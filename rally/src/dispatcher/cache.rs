#![deny(clippy::unwrap_used)]
use super::{DispatcherContext, DispatcherHandle, QuitSignal, panic_message};
use crate::{NetworkResponse, RequestError, request::Dispatch};
use futures::FutureExt as _;
use std::{panic::AssertUnwindSafe, sync::Arc};
use tracing::{Instrument, debug, error, info, info_span, instrument, warn};

pub(crate) fn spawn_cache_dispatcher(ctx: DispatcherContext) -> DispatcherHandle {
    let span = info_span!("dispatcher", kind = "cache");
    DispatcherHandle::spawn("cache".to_string(), move |signal| {
        cache_dispatcher(ctx, signal).instrument(span)
    })
}

/// Drains the cache queue: hits are answered locally, misses and expired
/// entries move on to the network queue.
#[instrument(name = "cache_dispatcher", skip_all)]
async fn cache_dispatcher(ctx: DispatcherContext, signal: Arc<QuitSignal>) {
    if let Err(e) = ctx.cache.initialize().await {
        warn!(error = %e, "cache initialization failed");
    }
    info!("cache dispatcher started");

    loop {
        let request = tokio::select! {
            biased;
            _ = signal.interrupted() => {
                if signal.is_quit() {
                    break;
                }
                continue;
            }
            request = ctx.queues.cache_queue.pop() => request,
        };

        let outcome = AssertUnwindSafe(process(&ctx, Arc::clone(&request)))
            .catch_unwind()
            .await;
        if let Err(panic) = outcome {
            let message = panic_message(&*panic);
            error!(
                url = %request.core().url(),
                %message,
                "unhandled panic in cache dispatcher"
            );
            ctx.delivery
                .post_error(request, RequestError::Unexpected(message));
        }
    }

    info!("cache dispatcher stopped");
}

async fn process(ctx: &DispatcherContext, request: Arc<dyn Dispatch>) {
    let core = request.core();
    core.add_marker("cache-queue-take");

    if core.is_cancelled() {
        ctx.stats.record_cancelled_discarded();
        core.finish("cache-discard-canceled");
        return;
    }

    let entry = match ctx.cache.get(core.cache_key()).await {
        Ok(entry) => entry,
        Err(e) => {
            warn!(
                cache_key = %core.cache_key(),
                error = %e,
                "cache read failed, treating as a miss"
            );
            None
        }
    };

    let Some(entry) = entry else {
        core.add_marker("cache-miss");
        ctx.stats.record_cache_miss();
        ctx.queues.network_queue.push(request);
        return;
    };

    if entry.is_expired() {
        core.add_marker("cache-hit-expired");
        ctx.stats.record_cache_expired();
        core.set_cache_entry(Some(entry));
        ctx.queues.network_queue.push(request);
        return;
    }

    core.add_marker("cache-hit");
    ctx.stats.record_cache_hit();
    let cached = NetworkResponse::from_cache_entry(&entry);
    let mut response = match request.parse_network_response(&cached) {
        Ok(response) => response,
        Err(e) => {
            core.add_marker("cache-parsing-failed");
            debug!(
                cache_key = %core.cache_key(),
                error = %e,
                "cached response unparsable, refetching"
            );
            if let Err(e) = ctx.cache.invalidate(core.cache_key(), true).await {
                warn!(
                    cache_key = %core.cache_key(),
                    error = %e,
                    "failed to invalidate cache entry"
                );
            }
            core.set_cache_entry(None);
            ctx.queues.network_queue.push(request);
            return;
        }
    };
    core.add_marker("cache-hit-parsed");

    if !entry.refresh_needed() {
        ctx.delivery.post_response(request, response, None);
        return;
    }

    // stale: deliver now, revalidate in the background once delivered
    core.add_marker("cache-hit-refresh-needed");
    ctx.stats.record_cache_refresh_needed();
    core.set_cache_entry(Some(entry));
    response.intermediate = true;

    let queues = Arc::clone(&ctx.queues);
    let revalidate = Arc::clone(&request);
    ctx.delivery.post_response(
        request,
        response,
        Some(Box::new(move || queues.network_queue.push(revalidate))),
    );
}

■ ■ ■

* _REQUIRED ACTION_:
Copy each of the records above so that nothing differs from the original.

* _SOLUTION_:
filename rally/src/dispatcher/cache.rs
#![deny(clippy::unwrap_used)]
use super::{DispatcherContext, DispatcherHandle, QuitSignal, panic_message};
use crate::{NetworkResponse, RequestError, request::Dispatch};
use futures::FutureExt as _;
use std::{panic::AssertUnwindSafe, sync::Arc};
use tracing::{Instrument, debug, error, info, info_span, instrument, warn};

pub(crate) fn spawn_cache_dispatcher(ctx: DispatcherContext) -> DispatcherHandle {
    let span = info_span!("dispatcher", kind = "cache");
    DispatcherHandle::spawn("cache".to_string(), move |signal| {
        cache_dispatcher(ctx, signal).instrument(span)
    })
}

/// Drains the cache queue: hits are answered locally, misses and expired
/// entries move on to the network queue.
#[instrument(name = "cache_dispatcher", skip_all)]
async fn cache_dispatcher(ctx: DispatcherContext, signal: Arc<QuitSignal>) {
    if let Err(e) = ctx.cache.initialize().await {
        warn!(error = %e, "cache initialization failed");
    }
    info!("cache dispatcher started");

    loop {
        let request = tokio::select! {
            biased;
            _ = signal.interrupted() => {
                if signal.is_quit() {
                    break;
                }
                continue;
            }
            request = ctx.queues.cache_queue.pop() => request,
        };

        let outcome = AssertUnwindSafe(process(&ctx, Arc::clone(&request)))
            .catch_unwind()
            .await;
        if let Err(panic) = outcome {
            let message = panic_message(&*panic);
            error!(
                url = %request.core().url(),
                %message,
                "unhandled panic in cache dispatcher"
            );
            ctx.delivery
                .post_error(request, RequestError::Unexpected(message));
        }
    }

    info!("cache dispatcher stopped");
}

async fn process(ctx: &DispatcherContext, request: Arc<dyn Dispatch>) {
    let core = request.core();
    core.add_marker("cache-queue-take");

    if core.is_cancelled() {
        ctx.stats.record_cancelled_discarded();
        core.finish("cache-discard-canceled");
        return;
    }

    let entry = match ctx.cache.get(core.cache_key()).await {
        Ok(entry) => entry,
        Err(e) => {
            warn!(
                cache_key = %core.cache_key(),
                error = %e,
                "cache read failed, treating as a miss"
            );
            None
        }
    };

    let Some(entry) = entry else {
        core.add_marker("cache-miss");
        ctx.stats.record_cache_miss();
        ctx.queues.network_queue.push(request);
        return;
    };

    if entry.is_expired() {
        core.add_marker("cache-hit-expired");
        ctx.stats.record_cache_expired();
        core.set_cache_entry(Some(entry));
        ctx.queues.network_queue.push(request);
        return;
    }

    core.add_marker("cache-hit");
    ctx.stats.record_cache_hit();
    let cached = NetworkResponse::from_cache_entry(&entry);
    let mut response = match request.parse_network_response(&cached) {
        Ok(response) => response,
        Err(e) => {
            core.add_marker("cache-parsing-failed");
            debug!(
                cache_key = %core.cache_key(),
                error = %e,
                "cached response unparsable, refetching"
            );
            if let Err(e) = ctx.cache.invalidate(core.cache_key(), true).await {
                warn!(
                    cache_key = %core.cache_key(),
                    error = %e,
                    "failed to invalidate cache entry"
                );
            }
            core.set_cache_entry(None);
            ctx.queues.network_queue.push(request);
            return;
        }
    };
    core.add_marker("cache-hit-parsed");

    if !entry.refresh_needed() {
        ctx.delivery.post_response(request, response, None);
        return;
    }

    // stale: deliver now, revalidate in the background once delivered
    core.add_marker("cache-hit-refresh-needed");
    ctx.stats.record_cache_refresh_needed();
    core.set_cache_entry(Some(entry));
    response.intermediate = true;

    let queues = Arc::clone(&ctx.queues);
    let revalidate = Arc::clone(&request);
    ctx.delivery.post_response(
        request,
        response,
        Some(Box::new(move || queues.network_queue.push(revalidate))),
    );
}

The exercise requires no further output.